---------- MATERIAL SUPPLIED ----------

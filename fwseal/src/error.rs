use snafu::Snafu;
use std::fmt;

/// Structural errors when reading a firmware image.
///
/// Every variant identifies where parsing stopped so a malformed image can be
/// inspected with a hex editor.
#[derive(Debug, Clone, PartialEq, Eq, Snafu)]
#[snafu(visibility(pub(crate)))]
#[non_exhaustive]
pub enum FormatError {
    #[snafu(display("invalid image magic 0x{found:02X} at offset 0 (expected 0xE9)"))]
    BadMagic { found: u8 },

    #[snafu(display(
        "{field} at offset 0x{offset:X} is truncated (needs {needed} bytes, {available} available)"
    ))]
    Truncated {
        field: Field,
        offset: usize,
        needed: usize,
        available: usize,
    },

    #[snafu(display("image is too short ({len} bytes, at least {min} required)"))]
    TooShort { len: usize, min: usize },
}

impl FormatError {
    /// Returns the absolute offset where the error was detected.
    #[must_use]
    pub const fn offset(&self) -> usize {
        match self {
            Self::BadMagic { .. } | Self::TooShort { .. } => 0,
            Self::Truncated { offset, .. } => *offset,
        }
    }
}

/// The part of the image a [`FormatError::Truncated`] refers to.
#[derive(Debug, Clone, Copy, PartialEq, Eq, Hash)]
pub enum Field {
    /// The fixed 24-byte header (including the extension header).
    Header,
    /// The 8-byte load address/length descriptor of a segment.
    SegmentHeader { index: usize },
    /// The payload of a segment.
    SegmentData { index: usize },
    /// The checksum byte and the digest trailer after the last segment.
    Checksum,
}

impl fmt::Display for Field {
    fn fmt(&self, f: &mut fmt::Formatter<'_>) -> fmt::Result {
        match self {
            Self::Header => f.write_str("image header"),
            Self::SegmentHeader { index } => write!(f, "header of segment #{index}"),
            Self::SegmentData { index } => write!(f, "data of segment #{index}"),
            Self::Checksum => f.write_str("checksum and digest trailer"),
        }
    }
}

----------

WHAT THE TASK REQUIRES >>
Word for word, restate each of the records above.

YOUR SOLUTION >>
filename fwseal/src/error.rs
use snafu::Snafu;
use std::fmt;

/// Structural errors when reading a firmware image.
///
/// Every variant identifies where parsing stopped so a malformed image can be
/// inspected with a hex editor.
#[derive(Debug, Clone, PartialEq, Eq, Snafu)]
#[snafu(visibility(pub(crate)))]
#[non_exhaustive]
pub enum FormatError {
    #[snafu(display("invalid image magic 0x{found:02X} at offset 0 (expected 0xE9)"))]
    BadMagic { found: u8 },

    #[snafu(display(
        "{field} at offset 0x{offset:X} is truncated (needs {needed} bytes, {available} available)"
    ))]
    Truncated {
        field: Field,
        offset: usize,
        needed: usize,
        available: usize,
    },

    #[snafu(display("image is too short ({len} bytes, at least {min} required)"))]
    TooShort { len: usize, min: usize },
}

impl FormatError {
    /// Returns the absolute offset where the error was detected.
    #[must_use]
    pub const fn offset(&self) -> usize {
        match self {
            Self::BadMagic { .. } | Self::TooShort { .. } => 0,
            Self::Truncated { offset, .. } => *offset,
        }
    }
}

/// The part of the image a [`FormatError::Truncated`] refers to.
#[derive(Debug, Clone, Copy, PartialEq, Eq, Hash)]
pub enum Field {
    /// The fixed 24-byte header (including the extension header).
    Header,
    /// The 8-byte load address/length descriptor of a segment.
    SegmentHeader { index: usize },
    /// The payload of a segment.
    SegmentData { index: usize },
    /// The checksum byte and the digest trailer after the last segment.
    Checksum,
}

impl fmt::Display for Field {
    fn fmt(&self, f: &mut fmt::Formatter<'_>) -> fmt::Result {
        match self {
            Self::Header => f.write_str("image header"),
            Self::SegmentHeader { index } => write!(f, "header of segment #{index}"),
            Self::SegmentData { index } => write!(f, "data of segment #{index}"),
            Self::Checksum => f.write_str("checksum and digest trailer"),
        }
    }
}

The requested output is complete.